Lorsque la porte se referma derrière celui que j’avais autrefois appelé mon âme sœur, le silence devint lourd, oppressant, comme l’air avant l’orage. Le docteur se pencha vers moi, cherchant mon regard.
« Sarah, murmura-t-il, j’ai vu les examens. Vos côtes n’ont pas été fracturées en une seule fois. Votre nez a été cassé à deux reprises. Ce n’est pas une chute dans les escaliers. Et vous le savez. »
Mon cœur s’emballa, le moniteur s’affolant au rythme de ma peur. Une terreur glacée s’enroula dans mon ventre. S’il parlait… il me tuerait. Il achèverait ce qu’il avait commencé dans la cuisine.
« Si vous me dites la vérité, poursuivit le médecin en posant une main ferme sur la rambarde du lit, je peux faire en sorte qu’il ne vous touche plus jamais. Mais j’ai besoin de votre voix. C’est à vous de briser le mensonge. »

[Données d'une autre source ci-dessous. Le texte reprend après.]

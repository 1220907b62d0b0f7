//! Order route handlers.
//!
//! Orders owned by someone else answer 404, same as missing ones.

use axum::extract::State;
use chrono::Utc;
use serde_json::{Value, json};
use tracing::instrument;

use boostedlabs_core::OrderId;

use crate::error::{Result, add_breadcrumb};
use crate::extract::{Json, Path};
use crate::middleware::RequireAuth;
use crate::models::OrderDetail;
use crate::state::AppState;

/// `GET /orders`
#[instrument(skip(state, user), fields(user_id = %user.id))]
pub async fn index(
    State(state): State<AppState>,
    RequireAuth(user): RequireAuth,
) -> Result<Json<Vec<OrderDetail>>> {
    Ok(Json(state.orders().list(user.id).await?))
}

/// `GET /orders/{id}`
#[instrument(skip(state, user), fields(user_id = %user.id))]
pub async fn show(
    State(state): State<AppState>,
    RequireAuth(user): RequireAuth,
    Path(id): Path<OrderId>,
) -> Result<Json<OrderDetail>> {
    Ok(Json(state.orders().detail(user.id, id).await?))
}

/// `POST /orders/{id}/cancel`
#[instrument(skip(state, user), fields(user_id = %user.id))]
pub async fn cancel(
    State(state): State<AppState>,
    RequireAuth(user): RequireAuth,
    Path(id): Path<OrderId>,
) -> Result<Json<Value>> {
    let status = state.orders().cancel(user.id, id, Utc::now()).await?;
    add_breadcrumb("orders", "Order cancelled", &[("order_id", &id.to_string())]);
    Ok(Json(json!({
        "message": "Order cancelled successfully",
        "status": status,
    })))
}

/// `POST /orders/{id}/confirm-delivery`
#[instrument(skip(state, user), fields(user_id = %user.id))]
pub async fn confirm_delivery(
    State(state): State<AppState>,
    RequireAuth(user): RequireAuth,
    Path(id): Path<OrderId>,
) -> Result<Json<Value>> {
    let status = state.orders().confirm_delivery(user.id, id).await?;
    Ok(Json(json!({
        "message": "Delivery confirmed",
        "status": status,
    })))
}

Je fixai la porte, m’attendant à le voir surgir à tout instant. Et pour la première fois en trois ans, je ressentis autre chose que de la peur. Une chaleur lente, brûlante. Le début d’une révolte.
Pour comprendre comment j’ai fini dans ce lit d’hôpital, il faut comprendre l’homme que j’ai rencontré six ans plus tôt. Avant les bleus, il y avait le piédestal.
Je rencontrai Mark Thompson lors du mariage d’un ami commun, au milieu de la verdure luxuriante de Snoqualmie. Directeur régional dans une entreprise de matériel médical, il parlait avec assurance et écoutait comme si vous étiez seule au monde. Il avait cette beauté rassurante : des épaules solides, un rire chaleureux, un regard promettant protection et sécurité.
« Vous êtes bien trop intéressante pour rester seule près du buffet », m’avait-il dit en me tendant une coupe de champagne.
J’avais vingt-six ans. J’enseignais l’histoire au lycée, passant mes journées à expliquer la chute des empires. Je pensais savoir reconnaître les signes de la corruption. Je me trompais. Mark ne m’a pas conquise ; il m’a colonisée.
Tout commença avec les fleurs. Deux douzaines de roses au deuxième rendez-vous. Trois au troisième. Un message chaque matin à 6 h 30 : « Bonjour, ma belle. » Il connaissait mon thé préféré, la cuisson exacte de mon steak.
Ma mère était sous le charme. « C’est un homme qui pourvoit, Sarah. Un homme qui te regarde comme ça… on ne le laisse pas partir. »

Mon père, taciturne, l’avait pris à part lors de nos fiançailles. « Prends soin de ma fille. »
Mark l’avait regardé droit dans les yeux — ces mêmes yeux qui deviendraient plus tard noirs de rage — et avait promis : « Au péril de ma vie. »
Le mariage fut une cathédrale de dentelle blanche et de mensonges.